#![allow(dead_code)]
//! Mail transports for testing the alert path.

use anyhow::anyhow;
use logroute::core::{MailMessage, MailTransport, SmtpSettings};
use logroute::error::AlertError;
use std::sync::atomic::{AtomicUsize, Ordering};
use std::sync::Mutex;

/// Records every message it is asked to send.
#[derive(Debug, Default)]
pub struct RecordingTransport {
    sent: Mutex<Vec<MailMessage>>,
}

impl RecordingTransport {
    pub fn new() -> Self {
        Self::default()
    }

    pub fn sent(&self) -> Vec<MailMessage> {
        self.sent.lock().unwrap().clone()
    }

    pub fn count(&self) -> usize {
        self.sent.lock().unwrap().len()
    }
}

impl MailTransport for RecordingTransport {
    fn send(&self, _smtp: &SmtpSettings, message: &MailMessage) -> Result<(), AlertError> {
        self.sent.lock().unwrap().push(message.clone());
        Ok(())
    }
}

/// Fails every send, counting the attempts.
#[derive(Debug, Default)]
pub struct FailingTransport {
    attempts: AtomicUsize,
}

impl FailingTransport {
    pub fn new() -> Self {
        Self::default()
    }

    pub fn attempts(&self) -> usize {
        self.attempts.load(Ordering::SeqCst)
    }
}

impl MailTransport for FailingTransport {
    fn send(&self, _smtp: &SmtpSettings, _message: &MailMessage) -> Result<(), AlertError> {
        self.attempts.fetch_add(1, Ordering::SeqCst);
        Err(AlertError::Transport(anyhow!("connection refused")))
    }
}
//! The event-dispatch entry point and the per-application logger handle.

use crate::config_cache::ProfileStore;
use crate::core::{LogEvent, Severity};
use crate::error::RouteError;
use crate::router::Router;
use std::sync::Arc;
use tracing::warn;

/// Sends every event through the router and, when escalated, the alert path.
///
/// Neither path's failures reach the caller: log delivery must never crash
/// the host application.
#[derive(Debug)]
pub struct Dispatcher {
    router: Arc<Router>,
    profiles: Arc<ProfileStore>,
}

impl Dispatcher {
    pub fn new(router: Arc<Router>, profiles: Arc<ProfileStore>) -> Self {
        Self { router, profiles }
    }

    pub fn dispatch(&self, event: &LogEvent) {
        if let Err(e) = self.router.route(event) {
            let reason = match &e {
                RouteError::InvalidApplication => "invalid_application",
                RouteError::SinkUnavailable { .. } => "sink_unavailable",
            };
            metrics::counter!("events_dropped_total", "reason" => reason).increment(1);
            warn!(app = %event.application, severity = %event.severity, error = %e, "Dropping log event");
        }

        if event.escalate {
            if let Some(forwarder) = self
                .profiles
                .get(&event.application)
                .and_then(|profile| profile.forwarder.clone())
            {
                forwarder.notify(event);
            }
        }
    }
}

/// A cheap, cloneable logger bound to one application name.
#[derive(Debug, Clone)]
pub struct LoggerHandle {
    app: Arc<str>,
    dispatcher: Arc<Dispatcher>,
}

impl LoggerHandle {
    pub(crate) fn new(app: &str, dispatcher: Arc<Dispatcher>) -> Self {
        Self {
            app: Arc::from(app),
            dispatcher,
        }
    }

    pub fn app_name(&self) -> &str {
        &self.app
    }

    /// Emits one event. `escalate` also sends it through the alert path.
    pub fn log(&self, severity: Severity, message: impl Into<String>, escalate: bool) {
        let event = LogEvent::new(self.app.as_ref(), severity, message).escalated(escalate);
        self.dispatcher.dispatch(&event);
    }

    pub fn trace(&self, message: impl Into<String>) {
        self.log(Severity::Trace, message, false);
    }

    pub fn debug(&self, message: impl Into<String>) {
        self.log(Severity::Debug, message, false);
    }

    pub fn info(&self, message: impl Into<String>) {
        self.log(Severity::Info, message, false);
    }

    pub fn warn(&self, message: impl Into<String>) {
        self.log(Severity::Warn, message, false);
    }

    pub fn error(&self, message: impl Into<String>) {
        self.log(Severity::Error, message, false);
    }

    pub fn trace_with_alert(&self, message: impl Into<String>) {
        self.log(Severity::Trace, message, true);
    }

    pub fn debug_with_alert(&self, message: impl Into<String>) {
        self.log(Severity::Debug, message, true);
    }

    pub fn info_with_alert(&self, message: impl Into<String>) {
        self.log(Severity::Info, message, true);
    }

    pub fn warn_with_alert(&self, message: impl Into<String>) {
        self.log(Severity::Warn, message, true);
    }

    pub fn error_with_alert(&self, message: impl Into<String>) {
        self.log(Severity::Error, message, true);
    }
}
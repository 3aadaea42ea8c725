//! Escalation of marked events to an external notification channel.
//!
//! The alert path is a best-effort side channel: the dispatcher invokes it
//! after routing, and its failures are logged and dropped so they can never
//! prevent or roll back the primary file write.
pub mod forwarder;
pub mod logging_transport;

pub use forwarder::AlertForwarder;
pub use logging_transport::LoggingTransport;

**Exercise objective**
Search the listing for the string "sync". Copy each line where it is found.

**Answer to the exercise**
use std::sync::atomic::{AtomicUsize, Ordering};
use std::sync::Mutex;
use std::sync::Arc;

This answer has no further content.